Белонега рассказывала, что лорд редко когда время отыскивал на праздники наведаться, но я и сама уж заметила, как мало он ходил в походы, где опасность никому не грозила. Однако недаром, видать, всей крепостью у него спрашивали, какой день в Марингене для костров назначат. Войду приглашение каждый год приходило, хоть он давненько огненные увеселения не посещал. Даже я как-то смелости набралась спросить, видны ли те костры сквозь настоящую вьюгу. Бренн усмехнулся и коротко ответил, что не зря ведь марингенцы поленья весь год заготавливают.
Шумно и весело было кругом. Все праздника ждали и радостно переговаривались друг с другом.

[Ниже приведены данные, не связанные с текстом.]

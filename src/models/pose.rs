// Data models for pose estimation, hand tracking and face landmarks

use serde::{Deserialize, Serialize};

// ==============================================================================
// Landmarks
// ==============================================================================

/// A single detected keypoint in normalized image coordinates
#[derive(Debug, Clone, Copy, PartialEq, Serialize, Deserialize)]
pub struct Landmark {
    pub x: f32, // Normalized [0, 1] for image coordinates
    pub y: f32, // Normalized [0, 1] for image coordinates
    pub z: f32, // Depth relative to the hip midpoint (body) or wrist (hand)
    /// Likelihood the landmark is visible; only body landmarks carry it
    #[serde(default, skip_serializing_if = "Option::is_none")]
    pub visibility: Option<f32>,
    /// Likelihood the landmark is inside the frame; only body landmarks carry it
    #[serde(default, skip_serializing_if = "Option::is_none")]
    pub presence: Option<f32>,
}

impl Landmark {
    pub fn new(x: f32, y: f32, z: f32) -> Self {
        Self {
            x,
            y,
            z,
            visibility: None,
            presence: None,
        }
    }

    pub fn with_scores(x: f32, y: f32, z: f32, visibility: f32, presence: f32) -> Self {
        Self {
            x,
            y,
            z,
            visibility: Some(visibility),
            presence: Some(presence),
        }
    }

    pub fn is_visible(&self, threshold: f32) -> bool {
        self.visibility.unwrap_or(0.0) > threshold
    }
}

/// Ordered landmarks for one body part (33 body, 21 per hand, 468/478 face)
pub type LandmarkSet = Vec<Landmark>;

// ==============================================================================
// Holistic Result (Unified Result)
// ==============================================================================

/// Everything a detector found in one image. A missing part is `None`.
#[derive(Debug, Clone, Default, Serialize, Deserialize)]
pub struct HolisticResult {
    pub pose: Option<LandmarkSet>,
    pub left_hand: Option<LandmarkSet>,
    pub right_hand: Option<LandmarkSet>,
    pub face: Option<LandmarkSet>,
    pub processing_time_ms: u64,
}

impl HolisticResult {
    pub fn has_pose(&self) -> bool {
        self.pose.as_ref().is_some_and(|p| !p.is_empty())
    }

    pub fn detected_features(&self) -> DetectedFeatures {
        DetectedFeatures {
            pose: self.has_pose(),
            left_hand: self.left_hand.is_some(),
            right_hand: self.right_hand.is_some(),
            face: self.face.is_some(),
        }
    }
}

#[derive(Debug, Clone, Copy, PartialEq, Eq, Serialize, Deserialize)]
pub struct DetectedFeatures {
    pub pose: bool,
    pub left_hand: bool,
    pub right_hand: bool,
    pub face: bool,
}

// ==============================================================================
// Pose Quality
// ==============================================================================

#[derive(Debug, Clone, Copy, PartialEq, Eq, Serialize, Deserialize)]
#[serde(rename_all = "snake_case")]
pub enum QualityLevel {
    Excellent,
    Good,
    Fair,
    Poor,
    None,
}

impl QualityLevel {
    /// Map an overall score (0-100) to its level. Boundaries are inclusive.
    pub fn from_score(score: f64) -> Self {
        if score >= 80.0 {
            QualityLevel::Excellent
        } else if score >= 60.0 {
            QualityLevel::Good
        } else if score >= 40.0 {
            QualityLevel::Fair
        } else {
            QualityLevel::Poor
        }
    }

    pub fn as_str(&self) -> &'static str {
        match self {
            QualityLevel::Excellent => "excellent",
            QualityLevel::Good => "good",
            QualityLevel::Fair => "fair",
            QualityLevel::Poor => "poor",
            QualityLevel::None => "none",
        }
    }
}

/// Heuristic rating of a landmark set. Scores are percentages rounded to 2 decimals.
#[derive(Debug, Clone, PartialEq, Serialize, Deserialize)]
pub struct PoseQuality {
    pub overall_score: f64,
    pub visibility_score: f64,
    pub presence_score: f64,
    pub coverage: f64,
    pub quality_level: QualityLevel,
    pub visible_landmarks: usize,
    pub total_landmarks: usize,
}

impl PoseQuality {
    pub fn none() -> Self {
        Self {
            overall_score: 0.0,
            visibility_score: 0.0,
            presence_score: 0.0,
            coverage: 0.0,
            quality_level: QualityLevel::None,
            visible_landmarks: 0,
            total_landmarks: 0,
        }
    }
}

/// One entry of the multi-person listing
#[derive(Debug, Clone, Serialize, Deserialize)]
pub struct DetectedPerson {
    pub person_id: u32,
    pub pose_landmarks: LandmarkSet,
    pub quality: PoseQuality,
}

/// What a successful detection hands back to the caller
#[derive(Debug, Clone)]
pub struct SkeletonOutput {
    pub skeleton_path: String,
    pub skeleton_base64: String,
    pub pose_quality: Option<PoseQuality>,
    pub detected_features: Option<DetectedFeatures>,
    pub message: String,
}

// ==============================================================================
// Configuration
// ==============================================================================

/// Which MediaPipe solution the bridge should load
#[derive(Debug, Clone, Copy, PartialEq, Eq, Serialize, Deserialize)]
#[serde(rename_all = "snake_case")]
pub enum MediaPipeModel {
    Pose,     // 33 body keypoints
    Holistic, // Body, both hands and face mesh combined
}

#[derive(Debug, Clone, Copy, PartialEq, Eq, Serialize, Deserialize)]
#[serde(rename_all = "snake_case")]
pub enum ModelComplexity {
    Lite = 0,  // Fastest, less accurate
    Full = 1,  // Balanced
    Heavy = 2, // Slowest, most accurate
}

#[derive(Debug, Clone, Serialize, Deserialize)]
pub struct PoseConfig {
    pub model: MediaPipeModel,
    pub enable_body_tracking: bool,
    pub enable_face_tracking: bool,
    pub enable_hand_tracking: bool,
    pub model_complexity: ModelComplexity,
    pub min_detection_confidence: f32, // Minimum confidence for detection (default: 0.5)
    pub min_tracking_confidence: f32,  // Minimum confidence for tracking (default: 0.5)
}

impl Default for PoseConfig {
    fn default() -> Self {
        Self {
            model: MediaPipeModel::Pose,
            enable_body_tracking: true,
            enable_face_tracking: false,
            enable_hand_tracking: false,
            model_complexity: ModelComplexity::Full,
            min_detection_confidence: 0.5,
            min_tracking_confidence: 0.5,
        }
    }
}

impl PoseConfig {
    /// Body, hands and face in one pass
    pub fn holistic() -> Self {
        Self {
            model: MediaPipeModel::Holistic,
            enable_face_tracking: true,
            enable_hand_tracking: true,
            ..Self::default()
        }
    }

    pub fn validate(&self) -> PoseResult<()> {
        for (name, value) in [
            ("min_detection_confidence", self.min_detection_confidence),
            ("min_tracking_confidence", self.min_tracking_confidence),
        ] {
            if !(0.0..=1.0).contains(&value) {
                return Err(PoseError::InvalidConfig(format!(
                    "{} must be between 0.0 and 1.0, got {}",
                    name, value
                )));
            }
        }
        Ok(())
    }
}

// ==============================================================================
// Error Types
// ==============================================================================

#[derive(Debug, thiserror::Error)]
pub enum PoseError {
    #[error("Could not read image: {0}")]
    Decode(String),

    #[error("No pose detected")]
    NoDetection,

    #[error("Pose quality too low (score: {:.1})", .0.overall_score)]
    LowQuality(PoseQuality),

    #[error("Model loading failed: {0}")]
    ModelLoadFailed(String),

    #[error("Inference failed: {0}")]
    InferenceFailed(String),

    #[error("Invalid configuration: {0}")]
    InvalidConfig(String),

    #[error("Failed to encode skeleton image: {0}")]
    Encode(String),

    #[error("I/O error: {0}")]
    Io(#[from] std::io::Error),
}

impl PoseError {
    /// Quality attached to a rejected detection, if any
    pub fn pose_quality(&self) -> Option<&PoseQuality> {
        match self {
            PoseError::LowQuality(quality) => Some(quality),
            _ => None,
        }
    }
}

pub type PoseResult<T> = Result<T, PoseError>;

На одном из поворотов Игна мимо прошла, устремляясь вперед. Широко вышагивала, плечи развернув, спину выпрямив. На узкой тройке так не развернешься, как она шла. Рукой задела, не глядя, и я, покачнувшись, ногой с дороги соступила, поморщилась, наколовшись на еловую ветку.
— Не одна на тропинке, — недовольно бросила ей в спину, а она, обернувшись на ходу, презрительно скривила рот.
— Не заметила тебя. — И пошла себе дальше. Нега положила мне ладонь на плечо, успокаивая, произнесла:
— Боги с ней, Весса, не порть себе праздник.
Много чести магине, чтобы я из-за нее огорчалась.
К полю мы вышли примерно через час. Напоминало оно неуловимо то самое, что возле нашей крепости раскинулось. Только пригорка не было, а стояли неподалеку городские ворота. Возле них народу собралось великое множество. Выходили из города, входили в него, а рядом со стеной был сооружен помост, на нем представление готовилось. Еще столы стояли с угощением — подходи и бери, кому что нравится. На нашу компанию шумную никто внимания не обратил. Казалось бы, вышли люди из леса гурьбой, стоит приглядеться, кто такие. Однако, обернувшись, я поняла, что к полю дошли по дороге широкой и явно проезжей. На ней, кроме нас, еще путники оказались. Как мы с ними слились, да еще незаметно? Уж явно магия войда свою роль сыграла. Вот и городские в нарядных одеждах смотрели в нашу сторону не больше, чем на остальных гостей праздника.